Integrating Zend Framework Lucene with your Cake Application
This is a short tutorial that teaches you how to integrate Zend Framework's Lucene implementation (100% PHP) to your application. It requires your server to have PHP5 installed, since ZF only runs on PHP5, and is likelly to be deprecated very soon.
Introduction
These days, each web application requires FULLTEXT search. MySQL has a nice native implementation, PostgreSQL has one too, Lucene, Ferret (ruby port of Lucene) are just to name a few.
However, when working on a personal project, I faced a difficulty that MySQL's InnoDB engine has: it doesn't have FULLTEXT support. There is also no release date for this feature, giving me no choice but to look for an alternative.
Lucene seemed to be the tool for the job. Fortunatelly, ZF has this covered with their search library, which is based on Lucene. It has its drawbacks too:
1. It doesn't update (as far as I know). To update the index, you have to rebuild it
2. It is still in preview phase. The code on this article is likelly to change
3. As of yet, it doesn't support UTF8 nativelly. There is a "quick fix" (read temporary sollution) at http://framework.zend.com/manual/en/zend.search.charset.html
Getting the framework
First, you need to download the framework. Head to http://framework.zend.com/ and download the latest preview.

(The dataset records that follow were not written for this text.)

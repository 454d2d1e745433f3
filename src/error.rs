//! Error types for Persona Insight.

/// Configuration-related errors.
#[derive(Debug, thiserror::Error)]
pub enum ConfigError {
    #[error("Missing required environment variable: {0}")]
    MissingEnvVar(String),

    #[error("Invalid configuration value for {key}: {message}")]
    InvalidValue { key: String, message: String },
}

/// Input rejected before any network activity.
///
/// The `Display` text of each variant is the exact message shown to the user.
#[derive(Debug, Clone, PartialEq, Eq, thiserror::Error)]
pub enum ValidationError {
    #[error("Please check the input fields")]
    MissingProfile,

    #[error("Tweet count needs to be greater than or equal to 5 for better results.")]
    SampleTooSmall { count: i64 },

    #[error("Please provide a twitter url with a username.")]
    HomepageReference,

    #[error("Tweet count cannot be greater than {max}.")]
    SampleTooLarge { count: i64, max: u32 },
}

/// Failures below the HTTP status line: nothing structured came back.
#[derive(Debug, Clone, thiserror::Error)]
pub enum TransportError {
    #[error("Request failed: {0}")]
    Request(String),

    #[error("Failed to read response body: {0}")]
    Body(String),

    #[error("In-flight request task failed: {0}")]
    Task(String),
}

impl From<reqwest::Error> for TransportError {
    fn from(e: reqwest::Error) -> Self {
        Self::Request(e.to_string())
    }
}

/// Reasons a submission never produced an outcome.
#[derive(Debug, Clone, PartialEq, Eq, thiserror::Error)]
pub enum SubmitError {
    #[error("An analysis is already in progress")]
    Busy,

    #[error("{0}")]
    Validation(#[from] ValidationError),
}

You will need the following files:
Download code
library/Zend/Exception.php
library/Zend/Search/
Extract those files to your vendors directory so that the structure is like the one bellow:
Download code
<base directory>/vendors/Zend/Exception.php
<base directory>/vendors/Zend/Search
Indexing your content
Ideally, you would have a bake task to do the indexing part. Since CakePHP 1.2 isn't out yet, we'll have an indexer.php that will do the trick. It could be called by a cron job once a day or more (deppending on your need). This file should also reside outside your webroot folder (/app/webroot), so we'll put it on /app.
Here's the code for indexer.php:
Download code
<?php
// Add your vendor directory to the includepath. ZF needs this.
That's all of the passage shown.